======== RECORDS TO PROCESS ========

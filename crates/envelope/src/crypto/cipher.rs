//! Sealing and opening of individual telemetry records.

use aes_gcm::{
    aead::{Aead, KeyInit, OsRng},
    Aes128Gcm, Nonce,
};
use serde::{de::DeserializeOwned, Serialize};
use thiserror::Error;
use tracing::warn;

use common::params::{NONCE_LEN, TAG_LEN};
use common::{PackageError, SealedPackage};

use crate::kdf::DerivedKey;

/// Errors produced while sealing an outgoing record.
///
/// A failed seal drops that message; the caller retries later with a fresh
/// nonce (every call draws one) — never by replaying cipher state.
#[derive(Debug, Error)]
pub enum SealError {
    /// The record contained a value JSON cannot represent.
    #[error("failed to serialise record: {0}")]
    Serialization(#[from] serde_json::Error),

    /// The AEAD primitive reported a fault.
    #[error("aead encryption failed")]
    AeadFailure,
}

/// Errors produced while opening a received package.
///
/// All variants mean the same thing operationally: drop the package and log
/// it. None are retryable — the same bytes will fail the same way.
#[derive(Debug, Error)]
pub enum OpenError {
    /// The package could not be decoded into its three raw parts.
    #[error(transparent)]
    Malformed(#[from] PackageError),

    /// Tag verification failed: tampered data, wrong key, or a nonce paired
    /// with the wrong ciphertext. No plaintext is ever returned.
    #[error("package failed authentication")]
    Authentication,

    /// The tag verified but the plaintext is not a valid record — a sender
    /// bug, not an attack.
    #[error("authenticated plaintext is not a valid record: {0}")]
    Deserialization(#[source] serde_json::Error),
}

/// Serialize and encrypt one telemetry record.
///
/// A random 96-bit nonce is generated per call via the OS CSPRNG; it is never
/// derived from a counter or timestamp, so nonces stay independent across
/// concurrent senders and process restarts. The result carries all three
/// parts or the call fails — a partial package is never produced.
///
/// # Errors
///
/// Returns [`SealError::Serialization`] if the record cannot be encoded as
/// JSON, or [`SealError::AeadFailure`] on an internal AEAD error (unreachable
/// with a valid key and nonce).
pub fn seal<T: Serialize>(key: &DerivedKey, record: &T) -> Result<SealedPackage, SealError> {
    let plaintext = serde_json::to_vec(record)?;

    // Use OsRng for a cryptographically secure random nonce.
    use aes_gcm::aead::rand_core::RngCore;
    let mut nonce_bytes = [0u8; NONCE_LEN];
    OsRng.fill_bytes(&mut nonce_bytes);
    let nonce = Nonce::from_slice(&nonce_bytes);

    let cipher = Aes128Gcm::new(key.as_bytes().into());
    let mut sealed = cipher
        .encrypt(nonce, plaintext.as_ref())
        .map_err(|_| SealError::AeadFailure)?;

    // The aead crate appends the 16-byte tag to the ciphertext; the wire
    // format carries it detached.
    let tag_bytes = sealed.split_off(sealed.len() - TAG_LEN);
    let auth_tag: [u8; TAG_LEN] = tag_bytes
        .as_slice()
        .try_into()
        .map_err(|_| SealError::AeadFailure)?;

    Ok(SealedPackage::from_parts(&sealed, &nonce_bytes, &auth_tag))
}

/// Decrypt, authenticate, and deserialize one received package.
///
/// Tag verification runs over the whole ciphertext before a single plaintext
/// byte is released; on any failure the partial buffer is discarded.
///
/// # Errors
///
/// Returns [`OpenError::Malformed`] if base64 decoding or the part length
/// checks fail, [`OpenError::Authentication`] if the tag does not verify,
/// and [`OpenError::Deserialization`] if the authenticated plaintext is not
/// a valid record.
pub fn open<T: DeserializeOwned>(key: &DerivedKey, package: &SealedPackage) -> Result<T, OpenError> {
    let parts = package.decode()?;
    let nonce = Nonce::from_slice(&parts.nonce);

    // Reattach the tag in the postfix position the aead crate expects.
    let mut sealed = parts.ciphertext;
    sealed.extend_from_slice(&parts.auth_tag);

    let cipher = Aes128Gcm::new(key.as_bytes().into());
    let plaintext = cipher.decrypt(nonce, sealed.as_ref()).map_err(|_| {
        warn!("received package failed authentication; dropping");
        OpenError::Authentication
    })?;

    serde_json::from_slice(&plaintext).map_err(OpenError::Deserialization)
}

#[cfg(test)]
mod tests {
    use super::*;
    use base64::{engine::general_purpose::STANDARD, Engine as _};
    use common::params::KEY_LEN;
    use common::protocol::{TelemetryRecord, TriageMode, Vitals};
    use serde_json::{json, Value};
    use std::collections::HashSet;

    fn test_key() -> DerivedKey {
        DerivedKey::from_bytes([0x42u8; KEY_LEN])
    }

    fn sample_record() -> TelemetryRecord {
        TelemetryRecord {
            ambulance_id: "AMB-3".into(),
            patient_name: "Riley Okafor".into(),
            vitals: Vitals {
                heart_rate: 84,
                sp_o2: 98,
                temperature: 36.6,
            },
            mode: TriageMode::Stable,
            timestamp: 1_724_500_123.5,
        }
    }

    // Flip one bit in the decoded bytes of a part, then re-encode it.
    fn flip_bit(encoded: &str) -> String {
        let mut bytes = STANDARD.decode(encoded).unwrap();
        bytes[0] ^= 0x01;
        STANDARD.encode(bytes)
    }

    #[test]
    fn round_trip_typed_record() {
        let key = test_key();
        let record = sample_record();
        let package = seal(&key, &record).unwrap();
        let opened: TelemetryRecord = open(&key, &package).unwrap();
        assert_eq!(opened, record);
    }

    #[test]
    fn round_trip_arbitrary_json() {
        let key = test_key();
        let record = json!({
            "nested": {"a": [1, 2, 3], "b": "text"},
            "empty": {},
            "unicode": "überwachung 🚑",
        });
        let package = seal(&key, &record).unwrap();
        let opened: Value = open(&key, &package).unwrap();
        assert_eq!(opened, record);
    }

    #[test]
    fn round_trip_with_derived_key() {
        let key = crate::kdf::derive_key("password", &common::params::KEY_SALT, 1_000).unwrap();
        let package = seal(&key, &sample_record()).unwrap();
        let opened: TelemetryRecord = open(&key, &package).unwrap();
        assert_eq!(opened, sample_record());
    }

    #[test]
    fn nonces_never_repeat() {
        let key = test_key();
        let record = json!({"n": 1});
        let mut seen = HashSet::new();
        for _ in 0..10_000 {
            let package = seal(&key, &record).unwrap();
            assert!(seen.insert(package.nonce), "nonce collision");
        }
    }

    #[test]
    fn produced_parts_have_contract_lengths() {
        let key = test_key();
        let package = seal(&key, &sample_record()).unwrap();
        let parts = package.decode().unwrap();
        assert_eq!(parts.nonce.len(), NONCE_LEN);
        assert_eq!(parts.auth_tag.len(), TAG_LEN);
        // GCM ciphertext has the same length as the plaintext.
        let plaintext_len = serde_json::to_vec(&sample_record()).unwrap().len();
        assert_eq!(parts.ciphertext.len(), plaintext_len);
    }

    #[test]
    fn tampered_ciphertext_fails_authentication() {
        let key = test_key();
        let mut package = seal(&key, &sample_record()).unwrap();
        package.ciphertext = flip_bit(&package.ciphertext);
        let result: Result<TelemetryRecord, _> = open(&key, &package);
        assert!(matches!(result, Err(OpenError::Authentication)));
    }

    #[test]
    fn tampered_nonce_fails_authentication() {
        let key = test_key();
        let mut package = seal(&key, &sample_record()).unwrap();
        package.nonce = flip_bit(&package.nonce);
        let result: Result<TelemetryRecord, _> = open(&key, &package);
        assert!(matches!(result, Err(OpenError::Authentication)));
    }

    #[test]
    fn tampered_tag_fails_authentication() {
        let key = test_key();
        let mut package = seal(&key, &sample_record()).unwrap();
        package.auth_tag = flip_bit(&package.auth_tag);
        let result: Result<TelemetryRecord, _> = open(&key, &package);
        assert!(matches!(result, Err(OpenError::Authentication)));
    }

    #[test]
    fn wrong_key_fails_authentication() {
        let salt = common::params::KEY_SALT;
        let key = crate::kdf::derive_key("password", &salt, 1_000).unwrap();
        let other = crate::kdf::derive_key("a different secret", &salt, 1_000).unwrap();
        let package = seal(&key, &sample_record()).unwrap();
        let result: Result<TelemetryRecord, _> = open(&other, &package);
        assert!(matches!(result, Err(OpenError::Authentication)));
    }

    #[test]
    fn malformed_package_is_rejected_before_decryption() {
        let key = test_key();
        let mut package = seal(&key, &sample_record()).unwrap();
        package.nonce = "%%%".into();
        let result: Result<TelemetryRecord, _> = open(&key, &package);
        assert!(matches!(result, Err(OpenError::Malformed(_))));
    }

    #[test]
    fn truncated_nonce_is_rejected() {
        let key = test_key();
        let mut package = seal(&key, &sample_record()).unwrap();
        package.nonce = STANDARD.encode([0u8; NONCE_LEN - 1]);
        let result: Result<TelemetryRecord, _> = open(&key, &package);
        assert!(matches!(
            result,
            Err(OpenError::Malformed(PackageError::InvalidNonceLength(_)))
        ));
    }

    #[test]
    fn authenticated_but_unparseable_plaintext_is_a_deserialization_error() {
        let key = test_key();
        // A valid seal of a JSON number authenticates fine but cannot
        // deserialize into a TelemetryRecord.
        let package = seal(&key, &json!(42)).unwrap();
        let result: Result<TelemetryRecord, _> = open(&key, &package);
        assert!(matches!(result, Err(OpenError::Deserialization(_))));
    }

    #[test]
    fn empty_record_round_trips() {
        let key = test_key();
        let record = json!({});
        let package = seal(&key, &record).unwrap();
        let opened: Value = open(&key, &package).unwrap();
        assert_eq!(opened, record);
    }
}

========
======== RECORDS TO PROCESS ========

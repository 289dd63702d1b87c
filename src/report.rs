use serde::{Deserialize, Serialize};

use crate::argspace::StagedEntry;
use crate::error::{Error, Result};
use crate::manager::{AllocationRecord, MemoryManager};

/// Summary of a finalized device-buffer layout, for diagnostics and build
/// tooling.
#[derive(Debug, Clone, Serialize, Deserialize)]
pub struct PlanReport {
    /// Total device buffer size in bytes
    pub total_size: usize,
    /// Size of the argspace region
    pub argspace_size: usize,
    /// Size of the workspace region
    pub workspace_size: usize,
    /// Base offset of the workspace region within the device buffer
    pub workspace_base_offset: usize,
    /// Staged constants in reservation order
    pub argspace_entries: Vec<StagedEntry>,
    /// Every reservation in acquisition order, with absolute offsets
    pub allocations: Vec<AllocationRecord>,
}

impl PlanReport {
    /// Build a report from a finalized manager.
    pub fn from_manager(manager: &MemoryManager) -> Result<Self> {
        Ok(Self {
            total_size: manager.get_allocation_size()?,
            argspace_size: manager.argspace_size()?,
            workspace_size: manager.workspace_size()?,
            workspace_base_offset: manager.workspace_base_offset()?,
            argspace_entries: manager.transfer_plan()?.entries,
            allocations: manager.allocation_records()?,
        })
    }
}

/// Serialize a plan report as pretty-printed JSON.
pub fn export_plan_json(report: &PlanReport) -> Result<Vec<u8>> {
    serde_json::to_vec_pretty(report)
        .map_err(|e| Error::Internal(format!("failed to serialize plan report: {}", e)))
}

========
======== RECORDS TO PROCESS ========

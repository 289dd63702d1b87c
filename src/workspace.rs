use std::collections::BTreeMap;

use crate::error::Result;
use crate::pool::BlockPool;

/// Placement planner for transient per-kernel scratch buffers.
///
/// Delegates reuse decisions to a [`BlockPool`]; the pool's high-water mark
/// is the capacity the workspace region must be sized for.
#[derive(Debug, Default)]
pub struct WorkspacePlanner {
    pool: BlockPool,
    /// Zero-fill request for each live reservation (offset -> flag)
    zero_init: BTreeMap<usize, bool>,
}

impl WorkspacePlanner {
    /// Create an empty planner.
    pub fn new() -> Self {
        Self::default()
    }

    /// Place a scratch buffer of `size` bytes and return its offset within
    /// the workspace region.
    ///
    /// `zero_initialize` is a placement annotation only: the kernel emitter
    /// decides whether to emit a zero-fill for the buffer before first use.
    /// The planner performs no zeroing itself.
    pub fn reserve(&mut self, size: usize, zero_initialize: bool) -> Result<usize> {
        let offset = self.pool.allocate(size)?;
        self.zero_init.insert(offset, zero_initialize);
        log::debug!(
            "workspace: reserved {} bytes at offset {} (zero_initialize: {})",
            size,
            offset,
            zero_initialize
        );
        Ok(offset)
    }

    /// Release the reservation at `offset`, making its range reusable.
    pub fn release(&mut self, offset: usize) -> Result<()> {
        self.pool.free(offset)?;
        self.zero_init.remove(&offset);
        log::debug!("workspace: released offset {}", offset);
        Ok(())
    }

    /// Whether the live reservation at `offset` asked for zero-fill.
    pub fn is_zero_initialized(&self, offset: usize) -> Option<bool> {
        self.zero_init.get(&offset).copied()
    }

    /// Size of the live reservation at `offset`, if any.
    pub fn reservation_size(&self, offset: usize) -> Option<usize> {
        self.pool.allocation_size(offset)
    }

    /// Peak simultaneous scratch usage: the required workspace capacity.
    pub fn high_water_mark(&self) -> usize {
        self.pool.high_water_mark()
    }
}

========

§ WHAT IS NEEDED
When a line in the data contains the string "order", copy that line.

§ SOLUTION
    /// Staged constants in reservation order
    /// Every reservation in acquisition order, with absolute offsets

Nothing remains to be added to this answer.